The number of new cases remains at a high level in Iceland, which has been hit by a wave of infections since mid-July. Yesterday, 119 new cases of illness were recorded. In total, Iceland has 1,302 active cases in a population of about 357,000 people. The number of disease cases calculated for every 100,000 residents reached 420 during the past two weeks, according to the statistics service Covid.is.

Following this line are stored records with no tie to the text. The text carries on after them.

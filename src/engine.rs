//! Transaction lifecycle engine.
//!
//! Drives one logical transaction: wait for the PED to report idle, start,
//! poll with busy/timeout backoff and parameter-prompt handling, and always
//! finish with a terminal result, cancelling first whenever completion was
//! not observed. There is no caller-driven cancellation: a PED holding a
//! card mid-transaction cannot simply be abandoned, so phase deadlines are
//! the only way out, and every deadline exit cancels on the PED before
//! returning.

use serde_json::{json, Value};
use std::sync::Arc;
use std::time::Duration;
use tracing::{debug, info, warn};

use crate::clock::{Clock, SystemClock};
use crate::config::{self, PedConfig};
use crate::error::PedError;
use crate::frame::{field_bool, field_str};
use crate::session::PedSession;
use crate::transport::{LineTransport, TcpLineIo};
use crate::wirelog::WireLog;

/// Error-110 reply marker: the PED is still processing a previous command.
const BUSY_ERROR_TEXT: &str = "Previous command still in progress";

/// Error-101 reply marker: the gateway gave up on a command internally.
const COMMAND_TIMEOUT_TEXT: &str = "Command timed out";

// ---------------------------------------------------------------------------
// Engine
// ---------------------------------------------------------------------------

pub struct TransactionEngine {
    session: PedSession,
    clock: Arc<dyn Clock>,
}

impl TransactionEngine {
    /// Engine over a real TCP link, logging exchanges to the configured
    /// wire-log file.
    pub fn new(config: &PedConfig) -> Result<Self, PedError> {
        let log = Arc::new(WireLog::to_file(&config.log_path)?);
        let clock: Arc<dyn Clock> = Arc::new(SystemClock);
        let io = Box::new(TcpLineIo::new(config));
        let transport = LineTransport::new(io, log, Arc::clone(&clock));
        let session = PedSession::new(transport, Arc::clone(&clock));
        Ok(Self::with_session(session, clock))
    }

    /// Engine from pre-assembled parts: alternate transports, captured wire
    /// logs, injected clocks.
    pub fn with_session(session: PedSession, clock: Arc<dyn Clock>) -> Self {
        Self { session, clock }
    }

    /// Run one transaction with the default poll interval and deadline.
    pub fn run_with_defaults(
        &mut self,
        source_id: &str,
        payload: &Value,
    ) -> Result<Value, PedError> {
        self.run(
            source_id,
            payload,
            config::DEFAULT_POLL_INTERVAL,
            config::DEFAULT_BASE_TIMEOUT,
        )
    }

    /// Run one transaction lifecycle and return its terminal result frame.
    ///
    /// Only transport exhaustion escapes as an error; every other anomaly
    /// (empty statuses, parse failures, unknown PED errors) is absorbed by
    /// the poll discipline and ends up reflected in the returned frame.
    pub fn run(
        &mut self,
        source_id: &str,
        payload: &Value,
        poll_interval: Duration,
        base_timeout: Duration,
    ) -> Result<Value, PedError> {
        self.session.connect()?;
        self.wait_until_idle();

        info!(source_id, "starting transaction");
        self.session.start_transaction(payload)?;

        let mut update_sent = false;
        let mut busy_count: u32 = 0;
        let mut completed = false;
        let mut cancelled = false;
        let start = self.clock.now();

        loop {
            let phase_deadline = if update_sent {
                config::EXTENDED_TIMEOUT
            } else {
                base_timeout
            };
            if self.clock.now().duration_since(start) >= phase_deadline {
                break;
            }

            let status = self.session.get_status();

            if let Some(error) = field_str(&status, &["error"]) {
                if error.contains(BUSY_ERROR_TEXT) {
                    busy_count += 1;
                    let delay = config::exponential_backoff(busy_count);
                    debug!(
                        busy_count,
                        delay_ms = delay.as_millis() as u64,
                        "PED busy, backing off"
                    );
                    self.clock.sleep(delay);
                    continue;
                }
            }

            // any non-busy observation resets the busy streak
            busy_count = 0;

            if let Some(error) = field_str(&status, &["error"]) {
                if error.contains(COMMAND_TIMEOUT_TEXT) {
                    warn!("PED command timed out, pausing before next poll");
                    self.clock.sleep(config::COMMAND_TIMEOUT_SLEEP);
                    continue;
                }
                // other error replies are non-terminal; keep polling
            }

            let parameter = field_str(&status, &["parameter"]).unwrap_or("");
            let parameter_type = field_str(&status, &["parameterType"]).unwrap_or("");
            if !parameter.is_empty() && !parameter_type.is_empty() {
                let value = default_parameter_value(parameter, parameter_type);
                info!(parameter, parameter_type, value = %value, "answering parameter prompt");
                let update = build_update_payload(source_id, &status, &value);
                self.session.update_transaction(&update)?;

                // the first update is still judged against the tighter
                // pre-update safety threshold; later ones get the extended
                // window
                let threshold = if update_sent {
                    config::EXTENDED_TIMEOUT
                } else {
                    config::PRE_UPDATE_SAFETY_THRESHOLD
                };
                update_sent = true;
                if self.clock.now().duration_since(start) > threshold {
                    warn!(source_id, "deadline exceeded after parameter update, cancelling");
                    self.session.cancel_transaction()?;
                    cancelled = true;
                    break;
                }

                self.clock.sleep(poll_interval);
                continue;
            }

            if field_bool(&status, &["complete"]) == Some(true) {
                completed = true;
                break;
            }

            self.clock.sleep(poll_interval);
        }

        if !completed && !cancelled {
            // one last look before giving up on the transaction
            let status = self.session.get_status();
            if field_bool(&status, &["complete"]) == Some(true) {
                debug!(source_id, "transaction completed at the deadline check");
            } else {
                warn!(source_id, "transaction deadline exceeded, cancelling");
                self.session.cancel_transaction()?;
            }
        }

        self.session.get_result(source_id)
    }

    /// X report: intermediate totals, no close.
    pub fn run_x_report(&mut self) -> Result<Value, PedError> {
        self.run_report("X", "XReport")
    }

    /// Z report: end-of-day totals.
    pub fn run_z_report(&mut self) -> Result<Value, PedError> {
        self.run_report("Z", "ZReport")
    }

    fn run_report(&mut self, report_type: &str, source_id: &str) -> Result<Value, PedError> {
        let payload = json!({ "type": "getReport", "reportType": report_type });
        self.run(
            source_id,
            &payload,
            config::DEFAULT_POLL_INTERVAL,
            config::REPORT_TIMEOUT,
        )
    }

    /// Startup crash recovery passthrough.
    pub fn check_last_transaction_result(&mut self, source_id: &str) -> Result<Value, PedError> {
        self.session.check_last_transaction_result(source_id)
    }

    /// Graceful host shutdown.
    pub fn disconnect(&mut self) {
        self.session.disconnect();
    }

    // Admission control: no transaction starts until the PED reports truly
    // idle. The gate has no deadline; the PED must become idle or the
    // operator must intervene.
    fn wait_until_idle(&mut self) {
        loop {
            let _ = self.session.get_status();
            if self.session.is_ped_idle() {
                return;
            }
            info!("PED not idle, waiting");
            self.clock.sleep(config::IDLE_GATE_SLEEP);
        }
    }
}

// ---------------------------------------------------------------------------
// Parameter prompts
// ---------------------------------------------------------------------------

/// Operator-input default for a `(parameter, parameterType)` prompt.
pub fn default_parameter_value(parameter: &str, parameter_type: &str) -> String {
    if parameter.eq_ignore_ascii_case("checkcard") {
        return "continue".to_string();
    }
    match parameter_type.to_ascii_lowercase().as_str() {
        "alphanumeric" => "ok",
        "numeric" => "0",
        "boolean" => "true",
        _ => "",
    }
    .to_string()
}

// The update payload echoes the prompt's surrounding status fields verbatim;
// the outbound correlation id is always spelled `sourceid`.
fn build_update_payload(source_id: &str, status: &Value, parameter_value: &str) -> Value {
    let echoed = |key: &str| status.get(key).cloned().unwrap_or(Value::Null);
    json!({
        "success": false,
        "amount": echoed("amount"),
        "cashback": echoed("cashback"),
        "sourceid": source_id,
        "currency": echoed("currency"),
        "inProgress": echoed("inProgress"),
        "displayText": echoed("displayText"),
        "parameter": echoed("parameter"),
        "parameterType": echoed("parameterType"),
        "parameterValue": parameter_value,
    })
}

// ---------------------------------------------------------------------------
// Tests
// ---------------------------------------------------------------------------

At the same time that Iceland ranks at the top of the world in terms of vaccination coverage – just over 80 percent of the population has received at least one injection and about 75 percent are fully vaccinated, according to Ourworldindata – There will be reports of a tense health care situation in the country. Last week, the National University Hospital warned of a lack of capacity and that patients were queuing to be admitted. Emergency rooms, which normally operate at around 100 percent of capacity, are now overburdened with new COVID-19 cases received in recent weeks.
Pal Mathiasson, President of the National University Hospital, said: – We are having difficulties with recruitment and the staff is exhausted. VG.
Hospital staff have been called on leave to return to work after concerns that more people may seek care in the future.
“If development continues in this direction, it is possible that we will reach our maximum potential,” said Kamilla S.
At the same time, Icelandic epidemiologist Thórólfur Gudnason points out that the vaccine prevents the spread of infections and serious diseases. It states that unvaccinated people are three times more likely to contract covid-19, four times more likely to be hospitalized and five times more likely to need intensive care during the current wave of infections.
The data clearly indicates that the vaccine makes it less likely to contract, spread and contract the virus. It should act as an encouragement for everyone to get vaccinated or complete their vaccinations if they haven’t, Thórólfur Gudnason said at a press conference on Thursday. Iceland review.
Currently 27 COVID patients are being cared for in the hospital. Four of those are on a ventilator. The average age of the inpatients is 64 years.
There are more than 1,700 people in quarantine in Iceland, most of them in the Reykjavik region.
On July 31, several restrictions were reimposed in the archipelago. Among other things, it is now mandatory to wear a mouthguard indoors at the same time as bars and restaurants must close at 11pm.
In August, vaccination of children aged 12-15 years began.